Research Center for Analytical Sciences, Frontiers Science Center for New Organic Matter, College of Chemistry, Tianjin Key Laboratory of Biosensing and Molecular Recognition, State Key Laboratory of Medicinal Chemical Biology, Nankai University, Tianjin 300071, China.
Haihe Laboratory of Sustainable Chemical Transformations, Tianjin 300192, China.
J Chem Inf Model. 2022 Aug 22;62(16):3695-3703. doi: 10.1021/acs.jcim.2c00786. Epub 2022 Aug 2.
An autoencoder architecture was adopted for near-infrared (NIR) spectral analysis by extracting the common features in the spectra. Three autoencoder-based networks with different purposes were constructed. First, a spectral encoder was established by training the network with a set of spectra as the input. The features of the spectra can be encoded by the nodes in the bottleneck layer, which in turn can be used to build a sparse and robust model. Second, taking the spectra of one instrument as the input and that of another instrument as the reference output, the common features in both spectra can be obtained in the bottleneck layer. Therefore, in the prediction step, the spectral features of the second can be predicted by taking the reverse of the decoder as the encoder. Furthermore, transfer learning was used to build the model for the spectra of more instruments by fine-tuning the trained network.

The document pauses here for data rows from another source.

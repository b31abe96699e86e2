use chrono::NaiveDateTime;
use serde::{Deserialize, Serialize};
use uuid::Uuid;

use super::enums::ProviderRole;

#[derive(Debug, Clone, PartialEq, Serialize, Deserialize)]
pub struct Provider {
    pub id: Uuid,
    pub tenant_id: Uuid,
    pub full_name: String,
    pub role: ProviderRole,
    pub created_at: NaiveDateTime,
}
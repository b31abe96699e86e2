use chrono::{NaiveDate, NaiveDateTime};
use serde::{Deserialize, Serialize};
use uuid::Uuid;

#[derive(Debug, Clone, PartialEq, Serialize, Deserialize)]
pub struct Patient {
    pub id: Uuid,
    pub tenant_id: Uuid,
    pub full_name: String,
    /// Default anchor for protocol assignment.
    pub surgery_date: Option<NaiveDate>,
    pub created_at: NaiveDateTime,
}
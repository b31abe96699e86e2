use std::str::FromStr;

use rusqlite::{params, Connection, OptionalExtension};
use uuid::Uuid;

use crate::db::{format_timestamp, parse_timestamp, parse_uuid, DatabaseError};
use crate::models::enums::TenantKind;
use crate::models::*;

pub fn insert_tenant(conn: &Connection, tenant: &Tenant) -> Result<(), DatabaseError> {
    conn.execute(
        "INSERT INTO tenants (id, name, kind, created_at) VALUES (?1, ?2, ?3, ?4)",
        params![
            tenant.id.to_string(),
            tenant.name,
            tenant.kind.as_str(),
            format_timestamp(&tenant.created_at),
        ],
    )?;
    Ok(())
}

pub fn get_tenant(conn: &Connection, id: &Uuid) -> Result<Option<Tenant>, DatabaseError> {
    let row = conn
        .query_row(
            "SELECT id, name, kind, created_at FROM tenants WHERE id = ?1",
            params![id.to_string()],
            |row| {
                Ok(TenantRow {
                    id: row.get(0)?,
                    name: row.get(1)?,
                    kind: row.get(2)?,
                    created_at: row.get(3)?,
                })
            },
        )
        .optional()?;

    row.map(tenant_from_row).transpose()
}

pub fn list_tenants(conn: &Connection) -> Result<Vec<Tenant>, DatabaseError> {
    let mut stmt =
        conn.prepare("SELECT id, name, kind, created_at FROM tenants ORDER BY name ASC")?;
    let rows = stmt.query_map([], |row| {
        Ok(TenantRow {
            id: row.get(0)?,
            name: row.get(1)?,
            kind: row.get(2)?,
            created_at: row.get(3)?,
        })
    })?;

    let mut tenants = Vec::new();
    for row in rows {
        tenants.push(tenant_from_row(row?)?);
    }
    Ok(tenants)
}

struct TenantRow {
    id: String,
    name: String,
    kind: String,
    created_at: String,
}

fn tenant_from_row(row: TenantRow) -> Result<Tenant, DatabaseError> {
    Ok(Tenant {
        id: parse_uuid(&row.id)?,
        name: row.name,
        kind: TenantKind::from_str(&row.kind)?,
        created_at: parse_timestamp(&row.created_at)?,
    })
}
//! API endpoint handlers, one module per resource.
//!
//! Handlers are thin: extract, call `CareService`, map errors.

pub mod conversations;
pub mod health;
pub mod patients;
pub mod protocols;
pub mod providers;
pub mod tasks;
pub mod tenants;
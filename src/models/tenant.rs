use chrono::NaiveDateTime;
use serde::{Deserialize, Serialize};
use uuid::Uuid;

use super::enums::TenantKind;

/// An isolated customer organization. Nothing crosses tenant lines.
#[derive(Debug, Clone, PartialEq, Serialize, Deserialize)]
pub struct Tenant {
    pub id: Uuid,
    pub name: String,
    pub kind: TenantKind,
    pub created_at: NaiveDateTime,
}
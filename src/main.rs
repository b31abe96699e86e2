#[tokio::main]
async fn main() {
    if let Err(e) = carepath_lib::run().await {
        eprintln!("carepath: {e}");
        std::process::exit(1);
    }
}
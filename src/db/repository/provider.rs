use std::str::FromStr;

use rusqlite::{params, Connection, OptionalExtension};
use uuid::Uuid;

use crate::db::{format_timestamp, parse_timestamp, parse_uuid, DatabaseError};
use crate::models::enums::ProviderRole;
use crate::models::*;

pub fn insert_provider(conn: &Connection, provider: &Provider) -> Result<(), DatabaseError> {
    conn.execute(
        "INSERT INTO providers (id, tenant_id, full_name, role, created_at)
         VALUES (?1, ?2, ?3, ?4, ?5)",
        params![
            provider.id.to_string(),
            provider.tenant_id.to_string(),
            provider.full_name,
            provider.role.as_str(),
            format_timestamp(&provider.created_at),
        ],
    )?;
    Ok(())
}

pub fn get_provider(conn: &Connection, id: &Uuid) -> Result<Option<Provider>, DatabaseError> {
    let row = conn
        .query_row(
            "SELECT id, tenant_id, full_name, role, created_at FROM providers WHERE id = ?1",
            params![id.to_string()],
            read_provider_row,
        )
        .optional()?;

    row.map(provider_from_row).transpose()
}

pub fn list_providers_by_tenant(
    conn: &Connection,
    tenant_id: &Uuid,
) -> Result<Vec<Provider>, DatabaseError> {
    let mut stmt = conn.prepare(
        "SELECT id, tenant_id, full_name, role, created_at
         FROM providers WHERE tenant_id = ?1 ORDER BY full_name ASC",
    )?;
    let rows = stmt.query_map(params![tenant_id.to_string()], read_provider_row)?;

    let mut providers = Vec::new();
    for row in rows {
        providers.push(provider_from_row(row?)?);
    }
    Ok(providers)
}

struct ProviderRow {
    id: String,
    tenant_id: String,
    full_name: String,
    role: String,
    created_at: String,
}

fn read_provider_row(row: &rusqlite::Row<'_>) -> rusqlite::Result<ProviderRow> {
    Ok(ProviderRow {
        id: row.get(0)?,
        tenant_id: row.get(1)?,
        full_name: row.get(2)?,
        role: row.get(3)?,
        created_at: row.get(4)?,
    })
}

fn provider_from_row(row: ProviderRow) -> Result<Provider, DatabaseError> {
    Ok(Provider {
        id: parse_uuid(&row.id)?,
        tenant_id: parse_uuid(&row.tenant_id)?,
        full_name: row.full_name,
        role: ProviderRole::from_str(&row.role)?,
        created_at: parse_timestamp(&row.created_at)?,
    })
}
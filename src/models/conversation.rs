use chrono::NaiveDateTime;
use serde::{Deserialize, Serialize};
use uuid::Uuid;

use super::enums::{ConversationStatus, ParticipantRole};

/// Care-team conversation about one patient, scoped to a tenant.
#[derive(Debug, Clone, PartialEq, Serialize, Deserialize)]
pub struct Conversation {
    pub id: Uuid,
    pub tenant_id: Uuid,
    pub patient_id: Uuid,
    pub subject: Option<String>,
    pub status: ConversationStatus,
    pub participants: Vec<Participant>,
    pub created_at: NaiveDateTime,
    pub updated_at: NaiveDateTime,
}

#[derive(Debug, Clone, PartialEq, Serialize, Deserialize)]
pub struct Participant {
    pub participant_id: Uuid,
    pub role: ParticipantRole,
    pub joined_at: NaiveDateTime,
}

/// Immutable once delivered, except the edit flag/body and read receipts.
#[derive(Debug, Clone, PartialEq, Serialize, Deserialize)]
pub struct ChatMessage {
    pub id: Uuid,
    pub conversation_id: Uuid,
    pub sender_id: Uuid,
    pub sender_role: ParticipantRole,
    pub body: String,
    pub sent_at: NaiveDateTime,
    pub edited: bool,
    pub read_by: Vec<Uuid>,
}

NIR datasets of plant, wheat, and pharmaceutical tablets measured on multiple instruments were used to test the method. The multi-linear regression (MLR) model with the encoded features was found to have a similar or slightly better performance in prediction compared with the partial least-squares (PLS) model.
采用自动编码器架构通过提取光谱中的共同特征来进行近红外(NIR)光谱分析。构建了三个具有不同目的的基于自动编码器的网络。首先,通过用一组光谱作为输入来训练网络,建立光谱编码器。光谱的特征可以由瓶颈层中的节点进行编码,进而可以用来构建稀疏且稳健的模型。其次,以一台仪器的光谱作为输入,以另一台仪器的光谱作为参考输出,在瓶颈层中可以获得两个光谱的共同特征。因此,在预测步骤中,可以通过将解码器的逆作为编码器来预测第二个光谱的光谱特征。此外,通过微调训练好的网络,使用迁移学习为更多仪器的光谱构建模型。使用来自多个仪器测量的植物、小麦和药片的 NIR 数据集来测试该方法。发现与偏最小二乘(PLS)模型相比,使用编码特征的多元线性回归(MLR)模型在预测中具有相似或略好的性能。